Several transactions are allowed to concurrently read the same object as long as nobody is writing to it. But as soon as anyone wants to write (modify or delete) an object, exclusive access is required. So A can’t read an object B is writing to until it is done, and A can’t write to an object while B is reading.
In 2PL, writers don’t just block other writers; they also block readers and vice versa.
The big downside of two-phase locking, and the reason why it hasn’t been used by everybody since the 1970s, is performance: transaction throughput and response times of queries are significantly worse under two-phase locking than under weak isolation.

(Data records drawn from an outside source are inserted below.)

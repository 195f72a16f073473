#![no_std]
#![allow(async_fn_in_trait)]

// Portable core of the sensor node: runtime configuration, the REST
// semantics of the config endpoint, link/session supervision and the
// per-tick telemetry coordinator. Hardware and transports stay behind
// traits so this crate builds and tests on the host.

pub mod config;
pub mod coordinator;
pub mod link;
pub mod payload;
pub mod rest;
pub mod sampler;
pub mod session;
pub mod topics;
//! Per-tick orchestration of link, session, sampler and config.
//!
//! One `tick` runs the fixed sequence: link maintenance, session
//! maintenance, inbound drain, heartbeat, sampling/publication, deferred
//! status publication. Every step can fail without halting the tick.

use heapless::String;
use log::{debug, info};

use crate::config::RuntimeConfig;
use crate::link::{LinkManager, NetworkLink};
use crate::payload::{self, HEARTBEAT, HUMIDITY_UNIT, TEMPERATURE_UNIT};
use crate::sampler::{SensorProbe, SensorSampler};
use crate::session::{Credentials, MessageTransport, SessionManager};
use crate::topics::Topics;

/// Spacing of the status-channel heartbeat marker. Independent of the
/// sampling timer; simultaneous firing publishes both messages.
pub const HEARTBEAT_INTERVAL_MS: u64 = 5_000;

/// Capacity of a rendered wall-clock timestamp.
pub const TIMESTAMP_MAX: usize = 32;

/// Monotonic tick time plus an optional wall clock for record timestamps.
pub trait Clock {
    fn now_ms(&self) -> u64;
    /// UTC timestamp (ISO-8601-like), or `None` when no time source is
    /// available. Records are published either way.
    fn timestamp(&self) -> Option<String<TIMESTAMP_MAX>>;
}

pub struct TelemetryCoordinator<L, T, P, C> {
    link: LinkManager<L>,
    session: SessionManager<T>,
    sampler: SensorSampler<P>,
    clock: C,
    topics: Topics,
    client_id: &'static str,
    credentials: Option<Credentials<'static>>,
    last_heartbeat_ms: u64,
    last_sample_ms: u64,
}

impl<L, T, P, C> TelemetryCoordinator<L, T, P, C>
where
    L: NetworkLink,
    T: MessageTransport,
    P: SensorProbe,
    C: Clock,
{
    pub fn new(
        link: LinkManager<L>,
        session: SessionManager<T>,
        sampler: SensorSampler<P>,
        clock: C,
        topics: Topics,
        client_id: &'static str,
        credentials: Option<Credentials<'static>>,
    ) -> Self {
        Self {
            link,
            session,
            sampler,
            clock,
            topics,
            client_id,
            credentials,
            last_heartbeat_ms: 0,
            last_sample_ms: 0,
        }
    }

    /// One scheduler pass. Inbound messages are handed to `on_command`
    /// during the drain step.
    pub async fn tick(&mut self, cfg: &mut RuntimeConfig, on_command: &mut dyn FnMut(&str, &[u8])) {
        let now = self.clock.now_ms();

        // 1. Keep the link alive.
        let link_up = self.link.ensure_connected().await;

        // 2. Keep the session alive. A freshly established session gets the
        // command subscription back and announces the current status.
        let newly_connected = self
            .session
            .maintain(link_up, now, self.client_id, self.credentials)
            .await;
        if newly_connected {
            if let Err(e) = self.session.subscribe(link_up, &self.topics.command).await {
                debug!("coordinator: command subscribe failed: {:?}", e);
            }
            self.session
                .publish(link_up, &self.topics.status, cfg.status().as_bytes())
                .await;
            cfg.clear_status_dirty();
        }

        // 3. Deliver inbound work before any outbound publication.
        self.session.drain(link_up, on_command).await;

        let connected = self.session.connected(link_up);

        // 4. Heartbeat.
        if connected && now.wrapping_sub(self.last_heartbeat_ms) >= HEARTBEAT_INTERVAL_MS {
            self.session
                .publish(link_up, &self.topics.status, HEARTBEAT.as_bytes())
                .await;
            self.last_heartbeat_ms = now;
        }

        // 5. Sampling and publication. The timer resets even when the read
        // fails or the session is down; there is no catch-up behavior.
        if now.wrapping_sub(self.last_sample_ms) >= cfg.send_interval_ms() as u64 {
            self.last_sample_ms = now;
            if let Ok(reading) = self.sampler.read(now).await {
                if connected {
                    self.publish_reading(cfg, link_up, &reading).await;
                }
            }
        }

        // 6. Deferred status publication, every tick rather than on the
        // sampling interval, so config-triggered changes go out promptly.
        if connected && cfg.status_dirty() {
            info!("coordinator: publishing changed status \"{}\"", cfg.status());
            self.session
                .publish(link_up, &self.topics.status, cfg.status().as_bytes())
                .await;
            cfg.clear_status_dirty();
        }
    }

    async fn publish_reading(
        &mut self,
        cfg: &RuntimeConfig,
        link_up: bool,
        reading: &crate::sampler::Reading,
    ) {
        // Status-channel line goes out unconditionally.
        if let Ok(line) = payload::reading_line(reading) {
            self.session
                .publish(link_up, &self.topics.status, line.as_bytes())
                .await;
        }

        let timestamp = self.clock.timestamp().unwrap_or_default();

        if cfg.publish_temperature() {
            if let Ok(record) = payload::state_record(
                &timestamp,
                cfg.temp_sensor_id(),
                reading.temperature_c,
                TEMPERATURE_UNIT,
            ) {
                self.session
                    .publish(link_up, &self.topics.temperature_state, record.as_bytes())
                    .await;
            }
        }

        if cfg.publish_humidity() {
            if let Ok(record) = payload::state_record(
                &timestamp,
                cfg.hum_sensor_id(),
                reading.humidity_pct,
                HUMIDITY_UNIT,
            ) {
                self.session
                    .publish(link_up, &self.topics.humidity_state, record.as_bytes())
                    .await;
            }
        }
    }
}
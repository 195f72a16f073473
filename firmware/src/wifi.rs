use embassy_executor::Spawner;
use embassy_net::{Runner, Stack, StackResources};
use embassy_time::{with_timeout, Duration, Timer};

use esp_hal::rng::Rng;
use esp_wifi::{
    wifi::{ClientConfiguration, Configuration, WifiController, WifiDevice, WifiEvent, WifiState},
    EspWifiController,
};

use core::str::FromStr;
use heapless::String;
use log::{error, info};
use static_cell::StaticCell;

use node_core::link::{LinkError, NetworkLink};

use crate::config::CONFIG;
use crate::constants::{WIFI_CONNECT_TIMEOUT_SECS, WIFI_RECONNECT_DELAY_MS};

static RESOURCES: StaticCell<StackResources<5>> = StaticCell::new();

pub struct Wifi {
    pub stack: Stack<'static>,
}

#[derive(Debug)]
pub enum Error {
    WifiInitFailed,
    HostnameTooLong,
}

impl Wifi {
    pub async fn new(
        init: &'static EspWifiController<'static>,
        wifi: esp_hal::peripherals::WIFI<'static>,
        mut rng: Rng,
        spawner: Spawner,
    ) -> Result<Self, Error> {
        let (controller, interfaces) =
            esp_wifi::wifi::new(init, wifi).map_err(|_| Error::WifiInitFailed)?;

        let mut dhcp_config = embassy_net::DhcpConfig::default();
        dhcp_config.hostname =
            Some(String::<32>::from_str(CONFIG.device_id).map_err(|_| Error::HostnameTooLong)?);

        let seed = (rng.random() as u64) << 32 | rng.random() as u64;
        let config = embassy_net::Config::dhcpv4(dhcp_config);

        let resources = RESOURCES.init(StackResources::new());
        let (stack, runner) = embassy_net::new(interfaces.sta, config, resources, seed);

        spawner
            .spawn(connection(controller))
            .expect("Failed to spawn WiFi connection task");
        spawner
            .spawn(net_task(runner))
            .expect("Failed to spawn network task");

        Ok(Self { stack })
    }

    /// Link handle handed to the telemetry coordinator.
    pub fn link(&self) -> WifiLink {
        WifiLink { stack: self.stack }
    }
}

/// Coordinator-facing view of the Wi-Fi link: up means associated with a
/// v4 address. One `connect` call covers association plus DHCP, bounded by
/// the connect timeout; the association itself is driven by the supervisor
/// task below.
pub struct WifiLink {
    stack: Stack<'static>,
}

impl NetworkLink for WifiLink {
    fn is_up(&self) -> bool {
        self.stack.is_link_up() && self.stack.config_v4().is_some()
    }

    async fn connect(&mut self) -> Result<(), LinkError> {
        info!("Waiting for network to come up...");
        with_timeout(Duration::from_secs(WIFI_CONNECT_TIMEOUT_SECS), async {
            loop {
                if self.stack.is_link_up() {
                    if let Some(config) = self.stack.config_v4() {
                        info!("Got IP: {}", config.address);
                        break;
                    }
                }
                Timer::after(Duration::from_millis(500)).await;
            }
        })
        .await
        .map_err(|_| LinkError::Timeout)
    }
}

#[embassy_executor::task]
async fn connection(mut controller: WifiController<'static>) {
    info!(
        "Start connection task, device capabilities: {:?}",
        controller.capabilities()
    );
    loop {
        if esp_wifi::wifi::wifi_state() == WifiState::StaConnected {
            // wait until we're no longer connected
            controller.wait_for_event(WifiEvent::StaDisconnected).await;
            Timer::after(Duration::from_millis(WIFI_RECONNECT_DELAY_MS)).await
        }

        if !matches!(controller.is_started(), Ok(true)) {
            info!("Connecting to wifi with SSID: {:?}", CONFIG.wifi_ssid);
            let client_config = Configuration::Client(ClientConfiguration {
                ssid: CONFIG.wifi_ssid.try_into().unwrap(),
                password: CONFIG.wifi_psk.try_into().unwrap(),
                ..Default::default()
            });
            if let Err(e) = controller.set_configuration(&client_config) {
                error!("Failed to set WiFi config: {:?}. Retrying...", e);
                Timer::after(Duration::from_millis(WIFI_RECONNECT_DELAY_MS)).await;
                continue;
            }
            info!("Starting wifi");
            if let Err(e) = controller.start_async().await {
                error!("Failed to start WiFi: {:?}. Retrying...", e);
                Timer::after(Duration::from_millis(WIFI_RECONNECT_DELAY_MS)).await;
                continue;
            }
            info!("Wifi started!");
        }

        info!("About to connect to {:?}...", CONFIG.wifi_ssid);
        match with_timeout(
            Duration::from_secs(WIFI_CONNECT_TIMEOUT_SECS),
            controller.connect_async(),
        )
        .await
        {
            Ok(Ok(_)) => info!("Wifi connected!"),
            Ok(Err(e)) => {
                info!("Failed to connect to wifi: {e:?}");
                Timer::after(Duration::from_millis(WIFI_RECONNECT_DELAY_MS)).await
            }
            Err(_) => {
                info!("Wifi connection timed out");
                Timer::after(Duration::from_millis(WIFI_RECONNECT_DELAY_MS)).await
            }
        }
    }
}

#[embassy_executor::task]
async fn net_task(mut runner: Runner<'static, WifiDevice<'static>>) {
    runner.run().await
}
#![no_std]
#![no_main]

use static_cell::StaticCell;

use embassy_executor::Spawner;
use embassy_sync::{blocking_mutex::raw::CriticalSectionRawMutex, mutex::Mutex};
use embassy_time::{Duration, Timer};

use esp_alloc as _;
use esp_backtrace as _;
use esp_hal::{self as hal};
use esp_println::logger::init_logger;
use esp_wifi::EspWifiController;

use hal::{gpio::Flex, rng::Rng, timer::timg::TimerGroup};

use heapless::String;
use log::{info, warn};

pub mod config;
pub mod constants;
mod dht;
mod httpd;
mod mqtt;
mod wifi;

use node_core::config::{ConfigDefaults, RuntimeConfig};
use node_core::coordinator::{Clock, TelemetryCoordinator, TIMESTAMP_MAX};
use node_core::link::LinkManager;
use node_core::sampler::SensorSampler;
use node_core::session::{Credentials, SessionManager};
use node_core::topics::Topics;

use config::CONFIG;
use constants::*;
use dht::DhtProbe;
use mqtt::SessionHandle;
use wifi::{Wifi, WifiLink};

static WIFI_INIT: StaticCell<EspWifiController<'static>> = StaticCell::new();
static RUNTIME_CONFIG: StaticCell<Mutex<CriticalSectionRawMutex, RuntimeConfig>> =
    StaticCell::new();

/// Monotonic time from the embassy time driver. The node has no wall-clock
/// source, so record timestamps stay empty.
struct EmbassyClock;

impl Clock for EmbassyClock {
    fn now_ms(&self) -> u64 {
        embassy_time::Instant::now().as_millis()
    }

    fn timestamp(&self) -> Option<String<TIMESTAMP_MAX>> {
        None
    }
}

#[esp_hal_embassy::main]
async fn main(spawner: Spawner) {
    init_logger(log::LevelFilter::Info);

    let peripherals = esp_hal::init(esp_hal::Config::default());

    let rng = Rng::new(peripherals.RNG);

    esp_alloc::heap_allocator!(size: HEAP_SIZE);

    let timg0 = TimerGroup::new(peripherals.TIMG0);
    let timg1 = TimerGroup::new(peripherals.TIMG1);

    esp_hal_embassy::init(timg0.timer0);

    // possibly high transient required at init
    // https://github.com/esp-rs/esp-hal/issues/1626
    Timer::after(Duration::from_millis(1000)).await;

    info!("Sensor node {} starting", VERSION);

    let wifi_init = WIFI_INIT.init(
        esp_wifi::init(timg1.timer0, rng.clone()).expect("Failed to initialize WiFi controller"),
    );
    let wifi = Wifi::new(wifi_init, peripherals.WIFI, rng.clone(), spawner)
        .await
        .expect("Failed to bring up WiFi");

    let probe = DhtProbe::new(Flex::new(peripherals.GPIO14));

    let runtime_config = RUNTIME_CONFIG.init(Mutex::new(RuntimeConfig::new(&ConfigDefaults {
        status: CONFIG.default_status,
        send_interval_ms: CONFIG.default_send_interval_ms,
        publish_temperature: CONFIG.default_publish_temperature,
        publish_humidity: CONFIG.default_publish_humidity,
        temp_sensor_id: CONFIG.temp_sensor_id,
        hum_sensor_id: CONFIG.hum_sensor_id,
    })));

    spawner
        .spawn(mqtt::session_task(wifi.stack))
        .expect("Failed to spawn MQTT session task");
    spawner
        .spawn(httpd::httpd_task(wifi.stack, runtime_config))
        .expect("Failed to spawn HTTP config task");
    spawner
        .spawn(telemetry_task(wifi.link(), probe, runtime_config))
        .expect("Failed to spawn telemetry task");
}

#[embassy_executor::task]
async fn telemetry_task(
    link: WifiLink,
    probe: DhtProbe,
    runtime_config: &'static Mutex<CriticalSectionRawMutex, RuntimeConfig>,
) {
    let topics = Topics::new(CONFIG.mqtt_base_topic, CONFIG.mqtt_state_prefix)
        .expect("Topic roots exceed the topic capacity");

    let credentials: Option<Credentials<'static>> = if CONFIG.mqtt_username.is_empty() {
        None
    } else {
        Some((CONFIG.mqtt_username, CONFIG.mqtt_password))
    };

    let mut session = SessionManager::new(SessionHandle);
    session.configure(CONFIG.mqtt_hostname, CONFIG.mqtt_port);

    let mut coordinator = TelemetryCoordinator::new(
        LinkManager::new(link),
        session,
        SensorSampler::new(probe),
        EmbassyClock,
        topics,
        CONFIG.device_id,
        credentials,
    );

    let mut on_command = |topic: &str, payload: &[u8]| match core::str::from_utf8(payload) {
        Ok(text) => info!("command on {}: {}", topic, text),
        Err(_) => warn!("command on {}: {} raw bytes", topic, payload.len()),
    };

    loop {
        let mut cfg = runtime_config.lock().await;
        coordinator.tick(&mut cfg, &mut on_command).await;
        drop(cfg);
        Timer::after(Duration::from_millis(TICK_INTERVAL_MS)).await;
    }
}
pub struct Config {
    // Wi-Fi SSID to connect to
    pub wifi_ssid: &'static str,

    // Wi-Fi pre-shared key (password)
    pub wifi_psk: &'static str,

    // Device ID (DHCP hostname and MQTT client id)
    pub device_id: &'static str,

    // MQTT broker hostname or IP address
    pub mqtt_hostname: &'static str,

    // MQTT port (usually 1883)
    pub mqtt_port: u16,

    // MQTT username for authentication (empty if unused)
    pub mqtt_username: &'static str,

    // MQTT password for authentication (empty if unused)
    pub mqtt_password: &'static str,

    // Base topic for the status and command channels
    pub mqtt_base_topic: &'static str,

    // Prefix for the temperature/humidity state channels
    pub mqtt_state_prefix: &'static str,

    // TCP port of the configuration HTTP endpoint
    pub http_port: u16,

    // Path of the configuration HTTP endpoint
    pub http_path: &'static str,

    // Default device status string
    pub default_status: &'static str,

    // Default interval between sensor publications (floored to 1000ms)
    pub default_send_interval_ms: u32,

    // Whether temperature readings are published by default
    pub default_publish_temperature: bool,

    // Whether humidity readings are published by default
    pub default_publish_humidity: bool,

    // Sensor ID embedded in temperature records
    pub temp_sensor_id: &'static str,

    // Sensor ID embedded in humidity records
    pub hum_sensor_id: &'static str,
}

// config values are generated at compile time
include!(concat!(env!("OUT_DIR"), "/config.rs"));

Serializable Snapshot Isolation
Two-phase locking is a so-called pessimistic concurrency control mechanism: it is based on the principle that if anything might possibly go wrong (as indicated by a lock held by another transaction), it’s better to wait until the situation is safe again before doing anything.
Serial execution is even more pessimistic: it is essentially equivalent to each transaction having an exclusive lock on the entire database (or one partition of the database) for the duration of the transaction.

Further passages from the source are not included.